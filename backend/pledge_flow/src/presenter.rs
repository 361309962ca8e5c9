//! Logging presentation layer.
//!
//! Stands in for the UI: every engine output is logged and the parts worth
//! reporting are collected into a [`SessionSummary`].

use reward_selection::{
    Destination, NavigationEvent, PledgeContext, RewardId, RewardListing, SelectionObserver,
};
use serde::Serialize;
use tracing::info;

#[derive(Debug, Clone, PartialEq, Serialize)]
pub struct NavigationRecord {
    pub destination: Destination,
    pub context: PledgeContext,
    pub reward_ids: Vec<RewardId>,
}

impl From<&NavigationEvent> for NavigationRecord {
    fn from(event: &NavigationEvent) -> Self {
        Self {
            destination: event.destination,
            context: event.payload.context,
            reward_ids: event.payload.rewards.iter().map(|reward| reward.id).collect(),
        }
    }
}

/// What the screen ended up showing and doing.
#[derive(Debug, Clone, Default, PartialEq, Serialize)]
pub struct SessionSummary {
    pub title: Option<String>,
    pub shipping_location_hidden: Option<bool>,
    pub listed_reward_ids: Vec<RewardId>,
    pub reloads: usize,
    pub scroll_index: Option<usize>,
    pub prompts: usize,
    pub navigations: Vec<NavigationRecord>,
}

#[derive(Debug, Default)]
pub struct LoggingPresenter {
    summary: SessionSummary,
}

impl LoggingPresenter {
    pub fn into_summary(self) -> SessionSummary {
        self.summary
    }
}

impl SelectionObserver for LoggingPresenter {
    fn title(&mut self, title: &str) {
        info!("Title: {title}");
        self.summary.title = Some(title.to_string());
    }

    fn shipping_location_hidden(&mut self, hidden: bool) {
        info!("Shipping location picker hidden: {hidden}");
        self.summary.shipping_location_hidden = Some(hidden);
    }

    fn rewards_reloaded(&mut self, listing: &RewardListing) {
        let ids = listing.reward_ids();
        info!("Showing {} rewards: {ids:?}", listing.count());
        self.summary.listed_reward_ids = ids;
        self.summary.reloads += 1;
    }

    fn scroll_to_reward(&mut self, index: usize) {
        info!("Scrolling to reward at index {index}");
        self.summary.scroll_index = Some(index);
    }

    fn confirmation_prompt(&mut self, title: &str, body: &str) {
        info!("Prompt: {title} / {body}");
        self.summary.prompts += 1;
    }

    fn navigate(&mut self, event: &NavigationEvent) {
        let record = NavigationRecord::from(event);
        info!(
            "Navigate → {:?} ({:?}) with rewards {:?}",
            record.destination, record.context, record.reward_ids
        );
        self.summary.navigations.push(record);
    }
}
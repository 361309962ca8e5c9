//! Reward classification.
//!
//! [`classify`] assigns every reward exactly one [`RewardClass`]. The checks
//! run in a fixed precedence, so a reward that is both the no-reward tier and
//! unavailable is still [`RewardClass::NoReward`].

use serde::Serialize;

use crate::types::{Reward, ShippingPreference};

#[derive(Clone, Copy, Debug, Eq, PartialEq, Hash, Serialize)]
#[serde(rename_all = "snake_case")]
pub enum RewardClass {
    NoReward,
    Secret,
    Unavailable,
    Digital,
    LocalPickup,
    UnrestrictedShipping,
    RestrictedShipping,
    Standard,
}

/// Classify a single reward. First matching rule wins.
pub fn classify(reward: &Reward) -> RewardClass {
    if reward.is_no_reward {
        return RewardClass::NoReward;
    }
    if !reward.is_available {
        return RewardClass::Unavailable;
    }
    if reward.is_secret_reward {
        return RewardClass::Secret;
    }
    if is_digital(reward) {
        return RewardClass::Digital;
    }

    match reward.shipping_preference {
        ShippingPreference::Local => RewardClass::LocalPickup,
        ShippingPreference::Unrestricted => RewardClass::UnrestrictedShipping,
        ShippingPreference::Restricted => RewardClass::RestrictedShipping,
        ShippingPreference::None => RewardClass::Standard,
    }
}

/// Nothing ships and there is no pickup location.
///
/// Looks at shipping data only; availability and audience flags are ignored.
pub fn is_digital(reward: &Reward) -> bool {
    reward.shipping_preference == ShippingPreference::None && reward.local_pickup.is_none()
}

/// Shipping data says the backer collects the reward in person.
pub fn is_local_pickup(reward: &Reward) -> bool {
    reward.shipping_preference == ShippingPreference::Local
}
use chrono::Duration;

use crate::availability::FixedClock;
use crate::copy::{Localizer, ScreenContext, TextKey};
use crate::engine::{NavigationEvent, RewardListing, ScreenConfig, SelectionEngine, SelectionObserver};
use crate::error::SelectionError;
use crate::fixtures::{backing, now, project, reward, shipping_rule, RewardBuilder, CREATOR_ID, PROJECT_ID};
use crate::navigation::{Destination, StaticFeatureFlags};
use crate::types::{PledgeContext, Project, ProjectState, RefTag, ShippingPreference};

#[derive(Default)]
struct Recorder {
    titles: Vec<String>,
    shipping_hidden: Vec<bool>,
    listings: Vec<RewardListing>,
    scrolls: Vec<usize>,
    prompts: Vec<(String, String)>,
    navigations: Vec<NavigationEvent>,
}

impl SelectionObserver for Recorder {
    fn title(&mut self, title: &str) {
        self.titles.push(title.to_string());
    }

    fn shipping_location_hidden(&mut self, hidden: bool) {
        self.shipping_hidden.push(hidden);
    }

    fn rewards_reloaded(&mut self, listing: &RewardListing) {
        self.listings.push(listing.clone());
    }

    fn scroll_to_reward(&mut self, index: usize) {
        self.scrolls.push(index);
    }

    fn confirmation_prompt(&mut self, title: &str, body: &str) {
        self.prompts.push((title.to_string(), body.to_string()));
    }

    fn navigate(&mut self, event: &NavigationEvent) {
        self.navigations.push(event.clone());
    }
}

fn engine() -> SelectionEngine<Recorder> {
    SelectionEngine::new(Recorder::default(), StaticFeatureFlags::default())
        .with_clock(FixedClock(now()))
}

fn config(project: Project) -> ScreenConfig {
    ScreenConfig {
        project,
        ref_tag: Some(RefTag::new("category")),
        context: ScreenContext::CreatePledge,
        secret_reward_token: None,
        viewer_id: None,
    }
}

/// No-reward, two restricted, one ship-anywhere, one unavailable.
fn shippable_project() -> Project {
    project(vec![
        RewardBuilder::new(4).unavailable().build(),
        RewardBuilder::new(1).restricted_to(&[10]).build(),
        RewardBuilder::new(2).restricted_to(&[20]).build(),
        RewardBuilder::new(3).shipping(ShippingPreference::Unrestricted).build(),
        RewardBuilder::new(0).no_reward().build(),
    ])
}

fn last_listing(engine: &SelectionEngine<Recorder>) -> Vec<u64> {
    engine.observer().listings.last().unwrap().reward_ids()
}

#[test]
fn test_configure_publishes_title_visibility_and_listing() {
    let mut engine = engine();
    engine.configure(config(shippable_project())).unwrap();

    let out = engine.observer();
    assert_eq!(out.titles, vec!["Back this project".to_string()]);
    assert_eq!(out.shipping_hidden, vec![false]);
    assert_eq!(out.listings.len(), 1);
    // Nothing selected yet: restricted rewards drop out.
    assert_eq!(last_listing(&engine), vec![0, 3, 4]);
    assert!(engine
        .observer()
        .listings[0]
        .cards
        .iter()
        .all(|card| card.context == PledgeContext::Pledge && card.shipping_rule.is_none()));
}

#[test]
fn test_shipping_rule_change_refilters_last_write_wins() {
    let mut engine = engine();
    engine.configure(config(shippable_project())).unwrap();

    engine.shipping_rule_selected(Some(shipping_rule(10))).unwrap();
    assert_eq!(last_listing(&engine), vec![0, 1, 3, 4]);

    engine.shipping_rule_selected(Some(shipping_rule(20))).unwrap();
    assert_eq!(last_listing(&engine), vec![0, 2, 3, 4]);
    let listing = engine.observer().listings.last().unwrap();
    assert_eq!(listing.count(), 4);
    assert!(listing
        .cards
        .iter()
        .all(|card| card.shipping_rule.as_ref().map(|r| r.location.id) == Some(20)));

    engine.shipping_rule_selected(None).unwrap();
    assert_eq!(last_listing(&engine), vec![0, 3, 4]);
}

# Exercise objective
Determine how many lines of the listing above include the word "Debug", then write only that number.

# Answer to this problem
4